People say, “Yes, God is love… but He is also holy”—as if His holiness contradicts His love. Or, “Yes, God is love… but He is also righteous,” as though love and righteousness are somehow opposed. Or, “Yes, God is love… but He is also just”—again implying that justice counteracts love. These are all religiously programmed ideas. I used to believe them myself because I had never experienced the truth, which made it easy to believe the lies.
Some say, “Yes, God is love… but He is also a judge,” as if that makes Him a harsh judge who is looking to find us guilty. But love keeps no record of wrongs. So how could He ever find us guilty?
Another one: “Yes, God is love… but He cannot look upon sin.” People usually mean behaviour when they say that—but sin, in reality, is lost identity. If God cannot look at a lost world, how could Jesus ever have come And of course God is not only looking at this world—He is present in every single person. He is working within everyone to bring them into the reality of their relationship with Him, into their inclusion in Christ. We have already been reconciled in Christ. We have already been made righteous in Christ. We have already been made holy in Christ. We did nothing to make that happen. He did it all.

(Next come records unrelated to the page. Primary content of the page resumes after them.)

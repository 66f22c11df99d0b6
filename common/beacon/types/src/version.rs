// Copyright 2021 Datafuse Labs.
//
// Licensed under the Apache License, Version 2.0 (the "License");
// you may not use this file except in compliance with the License.
// You may obtain a copy of the License at
//
//     http://www.apache.org/licenses/LICENSE-2.0
//
// Unless required by applicable law or agreed to in writing, software
// distributed under the License is distributed on an "AS IS" BASIS,
// WITHOUT WARRANTIES OR CONDITIONS OF ANY KIND, either express or implied.
// See the License for the specific language governing permissions and
// limitations under the License.

use std::fmt::Display;
use std::fmt::Formatter;
use std::str::FromStr;

use common_exception::ErrorCode;
use serde::Deserialize;
use serde::Serialize;

/// A semver triple identifying one version of a named config.
/// Field order gives the lexicographic comparison the version store relies on.
#[derive(
    Serialize, Deserialize, Clone, Copy, Debug, Default, PartialEq, Eq, PartialOrd, Ord, Hash,
)]
pub struct ConfigVersion {
    pub major: u32,
    pub minor: u32,
    pub patch: u32,
}

impl ConfigVersion {
    pub fn new(major: u32, minor: u32, patch: u32) -> Self {
        Self {
            major,
            minor,
            patch,
        }
    }

    pub fn is_zero(&self) -> bool {
        self.major == 0 && self.minor == 0 && self.patch == 0
    }
}

impl Display for ConfigVersion {
    fn fmt(&self, f: &mut Formatter) -> std::fmt::Result {
        write!(f, "{}.{}.{}", self.major, self.minor, self.patch)
    }
}

impl FromStr for ConfigVersion {
    type Err = ErrorCode;

    fn from_str(s: &str) -> Result<Self, Self::Err> {
        let mut it = s.split('.');
        let mut next = || -> Result<u32, ErrorCode> {
            let part = it
                .next()
                .ok_or_else(|| ErrorCode::InvalidConfigVersion(format!("expect M.m.p, got: {}", s)))?;
            part.parse::<u32>()
                .map_err(|e| ErrorCode::InvalidConfigVersion(format!("bad version {}: {}", s, e)))
        };

        let v = ConfigVersion {
            major: next()?,
            minor: next()?,
            patch: next()?,
        };

        if it.next().is_some() {
            return Err(ErrorCode::InvalidConfigVersion(format!(
                "expect M.m.p, got: {}",
                s
            )));
        }
        Ok(v)
    }
}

Religion is full of “buts.” And all those “buts” do is undermine the truth that God is love—unless you believe the false doctrines that paint God as two-faced: loving in the New Testament, but angry in the Old. Even within the New Testament, people sometimes see wrath and anger. But they do not realise that the word orge, often translated “wrath,” also means “passion.” God is passionate—passionate about removing anything that hinders our relationship with Him. That passion is not about fury or violence; it is about His relentless, determined love working to bring about transformation.
Religious deception has distorted the nature of God, separating aspects of His character and creating a false image of love that punishes. But what loving father would punish his children eternally? This kind of theology has created a God who is hard to trust—a God who claims to love, yet threatens to torment unless we do things a certain way. That is not who God is.
Many people have been fooled into trying to earn something that is already theirs by inheritance. As God’s children, we have a right to relationship with Him. That is not something we must strive for—it is something embedded in the very nature of who He is and who we are. The deception is in making us believe that we have to do something to get something. But the truth is that we are already God’s children, and therefore we are already loved—unconditionally—by a Father overflowing with lovingkindness. It is not that we must do something. We only have to realise something, to come into the full awareness of it.
Religion has twisted the meanings of holiness and righteousness by misinterpreting concepts like judgment and justice. That distortion is what has created the false narrative of hell—a place where God punishes and tortures His children eternally. But in truth, God loves His children eternally. He will never stop loving, never give up—until we fully experience that love. His love is a purifying, refining fire. A consuming fire that burns away every obstacle and objection until nothing remains but pure, unconditional love.
Holiness, righteousness, judgement, justice—none of these contradict unconditional love. In fact, they flow from it:
Holiness expresses love.
Righteousness reveals love.
Judgment results from love.
Justice enforces love.
The judgment of God, made on behalf of all humanity and all creation, is this: not guilty. If you are not guilty, then you are innocent. And if we would only see ourselves the way God sees us—as innocent—we would begin to live from that place of understanding and experience.
God cannot be a contradiction. He is either love, or He is not. And He most definitely is love.